▸ **DATA EXTRACTS**:
Segment Open
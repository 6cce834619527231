use std::collections::HashMap;

use chrono::NaiveDate;
use serde::{Deserialize, Serialize};

use crate::error::{ConvError, Result};
use crate::fields::{amount_out_of_range, parse_amount, parse_date, AmountPolicy, FieldMap};
use crate::fmt::{collapse_spaces, normalize};
use crate::models::{AccountType, Timezone, Transaction, Warning};

/// Leading glyph of annotation-only rows on statements with a commission column.
pub const REFMARK: char = '\u{203B}';

/// What to do with a row whose date cell cannot be parsed.
#[derive(Debug, Clone, Copy, PartialEq, Eq, Default, Serialize, Deserialize)]
#[serde(rename_all = "lowercase")]
pub enum OnBadDate {
    #[default]
    Previous,
    Skip,
}

#[derive(Debug, Clone, Default)]
pub struct ReaderOptions {
    pub account_type: AccountType,
    pub on_bad_date: OnBadDate,
    pub tzinfo: Option<Timezone>,
}

#[derive(Debug, Default)]
pub struct RowOutcome {
    pub transaction: Option<Transaction>,
    pub warning: Option<Warning>,
}

impl RowOutcome {
    fn skipped(warning: Option<Warning>) -> Self {
        Self {
            transaction: None,
            warning,
        }
    }
}

/// Turns raw CSV rows into transactions according to a column mapping.
pub struct RowReader {
    fields: FieldMap,
    policy: AmountPolicy,
    opts: ReaderOptions,
    prev_date: Option<NaiveDate>,
    prev_cells: HashMap<String, Vec<String>>,
    next_fitid: u64,
}

impl RowReader {
    pub fn new(fields: FieldMap, opts: ReaderOptions) -> Result<Self> {
        if !fields.contains("date") {
            return Err(ConvError::Settings("column mapping has no date field".into()));
        }
        let policy = AmountPolicy::select(&fields, opts.account_type)?;
        Ok(Self {
            fields,
            policy,
            opts,
            prev_date: None,
            prev_cells: HashMap::new(),
            next_fitid: 0,
        })
    }

    /// Normalized cells mapped to `name`; missing columns read as empty.
    fn cells(&mut self, name: &str, record: &csv::StringRecord) -> Vec<String> {
        let Some(spec) = self.fields.get(name) else {
            return Vec::new();
        };
        let cells: Vec<String> = spec
            .indices
            .iter()
            .map(|&i| normalize(record.get(i).unwrap_or("")))
            .collect();
        if spec.optional {
            if cells.iter().all(|c| c.trim().is_empty()) {
                if let Some(prev) = self.prev_cells.get(name) {
                    return prev.clone();
                }
            } else {
                self.prev_cells.insert(name.to_string(), cells.clone());
            }
        }
        cells
    }

    fn text(&mut self, name: &str, record: &csv::StringRecord, sep: &str) -> String {
        self.cells(name, record)
            .into_iter()
            .filter(|c| !c.is_empty())
            .collect::<Vec<_>>()
            .join(sep)
    }

    fn number(&mut self, name: &str, record: &csv::StringRecord, row: usize) -> Result<i64> {
        let mut total: i64 = 0;
        for cell in self.cells(name, record) {
            total = total
                .checked_add(parse_amount(&cell, row)?)
                .ok_or_else(|| amount_out_of_range(row, &cell))?;
        }
        Ok(total)
    }

    /// Derive one transaction from `record`, the `row`-th data row (1-based).
    pub fn read_row(&mut self, row: usize, record: &csv::StringRecord) -> Result<RowOutcome> {
        if record.iter().all(|c| c.trim().is_empty()) {
            return Ok(RowOutcome::skipped(Some(Warning::SkippedRow {
                row,
                reason: "blank record".to_string(),
            })));
        }
        let raw_date = self
            .cells("date", record)
            .into_iter()
            .find(|c| !c.trim().is_empty())
            .unwrap_or_default();
        let mut warning = None;
        let date = match parse_date(&raw_date) {
            Ok(date) => date,
            Err(_) => {
                let fallback = match self.opts.on_bad_date {
                    OnBadDate::Previous => self.prev_date,
                    OnBadDate::Skip => None,
                };
                let bad = Warning::BadDate {
                    row,
                    value: raw_date,
                    fallback,
                };
                match fallback {
                    Some(prev) => {
                        warning = Some(bad);
                        prev
                    }
                    None => return Ok(RowOutcome::skipped(Some(bad))),
                }
            }
        };

        let description = collapse_spaces(&self.text("description", record, " "));

        let policy = self.policy;
        let mut amount = policy.derive(row, |name| self.number(name, record, row))?;

        let mut memo = collapse_spaces(&self.text("memo", record, ","));
        if !description.is_empty() {
            if let Some(rest) = memo
                .strip_prefix(description.as_str())
                .and_then(|rest| rest.strip_prefix(','))
            {
                memo = rest.to_string();
            }
        }

        if self.fields.contains("commission") {
            if description.is_empty() || description.starts_with(REFMARK) {
                return Ok(RowOutcome::skipped(None));
            }
            if amount == 0 {
                let commission = self.number("commission", record, row)?;
                amount = commission
                    .checked_neg()
                    .ok_or_else(|| amount_out_of_range(row, commission))?;
            }
        }

        let mut txn = Transaction::new(date, &description, amount);
        txn.memo = memo;
        txn.tzinfo = self.opts.tzinfo.clone();
        txn.fitid = self.next_fitid;
        self.next_fitid += 1;
        self.prev_date = Some(date);

        Ok(RowOutcome {
            transaction: Some(txn),
            warning,
        })
    }
}

#[cfg(test)]
mod tests {
    use super::*;

    fn rec(cells: &[&str]) -> csv::StringRecord {
        csv::StringRecord::from(cells.to_vec())
    }

    fn reader(def: &str, account_type: AccountType, on_bad_date: OnBadDate) -> RowReader {
        RowReader::new(
            FieldMap::parse(def),
            ReaderOptions {
                account_type,
                on_bad_date,
                tzinfo: None,
            },
        )
        .unwrap()
    }

    fn date(y: i32, m: u32, d: u32) -> NaiveDate {
        NaiveDate::from_ymd_opt(y, m, d).unwrap()
    }

    #[test]
    fn test_credit_single_amount_is_negated() {
        let mut r = reader("date,description,amount", AccountType::Credit, OnBadDate::Previous);
        let out = r.read_row(1, &rec(&["2023/01/05", "SHOP", "1,200"])).unwrap();
        let txn = out.transaction.unwrap();
        assert_eq!(txn.date, date(2023, 1, 5));
        assert_eq!(txn.description, "SHOP");
        assert_eq!(txn.amount, -1200);
        assert!(out.warning.is_none());
    }

    #[test]
    fn test_bank_split_amount() {
        let mut r = reader("date,description,+amount,-amount", AccountType::Bank, OnBadDate::Previous);
        let deposit = r.read_row(1, &rec(&["20230105", "SALARY", "300000", ""])).unwrap();
        assert_eq!(deposit.transaction.unwrap().amount, 300000);
        let withdrawal = r.read_row(2, &rec(&["20230106", "ATM", "", "-5,000"])).unwrap();
        assert_eq!(withdrawal.transaction.unwrap().amount, -5000);
    }

    #[test]
    fn test_fitid_dense_across_skips() {
        let mut r = reader("date,description,amount", AccountType::Credit, OnBadDate::Skip);
        let rows = [
            rec(&["2023/01/05", "A", "100"]),
            rec(&["bogus", "B", "200"]),
            rec(&["2023/01/06", "C", "300"]),
            rec(&["", "D", "400"]),
            rec(&["2023/01/07", "E", "500"]),
        ];
        let ids: Vec<u64> = rows
            .iter()
            .enumerate()
            .filter_map(|(i, row)| r.read_row(i + 1, row).unwrap().transaction)
            .map(|t| t.fitid)
            .collect();
        assert_eq!(ids, vec![0, 1, 2]);
    }

    #[test]
    fn test_bad_date_falls_back_to_previous_row() {
        let mut r = reader("date,description,amount", AccountType::Credit, OnBadDate::Previous);
        r.read_row(1, &rec(&["2023/01/05", "A", "100"])).unwrap();
        let out = r.read_row(2, &rec(&["--", "B", "200"])).unwrap();
        assert_eq!(out.transaction.unwrap().date, date(2023, 1, 5));
        assert_eq!(
            out.warning,
            Some(Warning::BadDate {
                row: 2,
                value: "--".to_string(),
                fallback: Some(date(2023, 1, 5)),
            })
        );
    }

    #[test]
    fn test_bad_date_on_first_row_is_skipped() {
        let mut r = reader("date,description,amount", AccountType::Credit, OnBadDate::Previous);
        let out = r.read_row(1, &rec(&["Date", "Description", ""])).unwrap();
        assert!(out.transaction.is_none());
        assert!(matches!(out.warning, Some(Warning::BadDate { fallback: None, .. })));
    }

    #[test]
    fn test_bad_date_skip_policy() {
        let mut r = reader("date,description,amount", AccountType::Credit, OnBadDate::Skip);
        r.read_row(1, &rec(&["2023/01/05", "A", "100"])).unwrap();
        let out = r.read_row(2, &rec(&["n/a", "B", "200"])).unwrap();
        assert!(out.transaction.is_none());
        assert!(out.warning.is_some());
    }

    #[test]
    fn test_optional_date_repeats_previous_cell() {
        let mut r = reader("date?,description,amount", AccountType::Bank, OnBadDate::Skip);
        r.read_row(1, &rec(&["2023/01/05", "A", "100"])).unwrap();
        let out = r.read_row(2, &rec(&["", "B", "200"])).unwrap();
        let txn = out.transaction.unwrap();
        assert_eq!(txn.date, date(2023, 1, 5));
        assert!(out.warning.is_none());
    }

    #[test]
    fn test_memo_columns_joined_and_prefix_stripped() {
        let mut r = reader("date,description,amount,memo,memo,memo", AccountType::Credit, OnBadDate::Previous);
        let out = r
            .read_row(1, &rec(&["2023/01/05", "ＳＨＯＰ  ＡＢＣ", "100", "SHOP ABC", "", "store   42"]))
            .unwrap();
        let txn = out.transaction.unwrap();
        assert_eq!(txn.description, "SHOP ABC");
        assert_eq!(txn.memo, "store 42");
    }

    #[test]
    fn test_memo_prefix_requires_comma() {
        let mut r = reader("date,description,amount,memo", AccountType::Credit, OnBadDate::Previous);
        let out = r.read_row(1, &rec(&["2023/01/05", "SHOP", "100", "SHOPPING"])).unwrap();
        assert_eq!(out.transaction.unwrap().memo, "SHOPPING");
    }

    #[test]
    fn test_commission_rows() {
        let mut r = reader("date,description,amount,commission", AccountType::Bank, OnBadDate::Previous);
        let note = r.read_row(1, &rec(&["2023/01/05", "※手数料は別途", "", ""])).unwrap();
        assert!(note.transaction.is_none());
        assert!(note.warning.is_none());
        let blank = r.read_row(2, &rec(&["2023/01/05", "", "", "110"])).unwrap();
        assert!(blank.transaction.is_none());
        let fee = r.read_row(3, &rec(&["2023/01/05", "振込手数料", "0", "220"])).unwrap();
        let fee = fee.transaction.unwrap();
        assert_eq!(fee.amount, -220);
        assert_eq!(fee.fitid, 0);
    }

    #[test]
    fn test_blank_record_skipped_without_fitid() {
        let mut r = reader("date,description,amount", AccountType::Credit, OnBadDate::Previous);
        r.read_row(1, &rec(&["2023/01/05", "A", "100"])).unwrap();
        let blank = r.read_row(2, &rec(&["", " ", ""])).unwrap();
        assert!(blank.transaction.is_none());
        assert!(matches!(blank.warning, Some(Warning::SkippedRow { row: 2, .. })));
        let next = r.read_row(3, &rec(&["2023/01/06", "B", "200"])).unwrap();
        assert_eq!(next.transaction.unwrap().fitid, 1);
    }

    #[test]
    fn test_ragged_row_reads_missing_cells_as_empty() {
        let mut r = reader("date,description,amount,,memo", AccountType::Credit, OnBadDate::Previous);
        let out = r.read_row(1, &rec(&["2023/01/05", "SHOP", "100"])).unwrap();
        let txn = out.transaction.unwrap();
        assert_eq!(txn.amount, -100);
        assert_eq!(txn.memo, "");
    }

    #[test]
    fn test_invalid_amount_is_fatal() {
        let mut r = reader("date,description,amount", AccountType::Credit, OnBadDate::Previous);
        let err = r.read_row(4, &rec(&["2023/01/05", "SHOP", "abc"])).unwrap_err();
        assert!(matches!(err, ConvError::InvalidAmount { row: 4, .. }));
    }

    #[test]
    fn test_amount_out_of_range_is_an_error() {
        let mut r = reader("date,description,amount", AccountType::Credit, OnBadDate::Previous);
        let err = r
            .read_row(2, &rec(&["2023/01/05", "SHOP", "-9223372036854775808"]))
            .unwrap_err();
        assert!(matches!(err, ConvError::InvalidAmount { row: 2, .. }));

        let mut r = reader("date,description,amount,amount", AccountType::Bank, OnBadDate::Previous);
        let err = r
            .read_row(3, &rec(&["2023/01/05", "SHOP", "9223372036854775807", "1"]))
            .unwrap_err();
        assert!(matches!(err, ConvError::InvalidAmount { row: 3, .. }));

        let mut r = reader("date,description,amount,commission", AccountType::Bank, OnBadDate::Previous);
        let err = r
            .read_row(4, &rec(&["2023/01/05", "FEE", "0", "-9223372036854775808"]))
            .unwrap_err();
        assert!(matches!(err, ConvError::InvalidAmount { row: 4, .. }));
    }

    #[test]
    fn test_missing_date_mapping_rejected() {
        let res = RowReader::new(FieldMap::parse("description,amount"), ReaderOptions::default());
        assert!(res.is_err());
    }

    #[test]
    fn test_timezone_attached() {
        let mut r = RowReader::new(
            FieldMap::parse("date,description,amount"),
            ReaderOptions {
                tzinfo: Some(Timezone::parse("JST-9").unwrap()),
                ..ReaderOptions::default()
            },
        )
        .unwrap();
        let txn = r.read_row(1, &rec(&["2023/01/05", "A", "1"])).unwrap().transaction.unwrap();
        assert_eq!(txn.tzinfo.unwrap().name, "JST");
    }
}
Segment Closed
▸ **WHAT TO DO**:
Give the number of lines that include the word "Serialize" in the listing. Nothing else belongs in the reply.

▸ **SOLUTION FOR THIS EXERCISE**:
2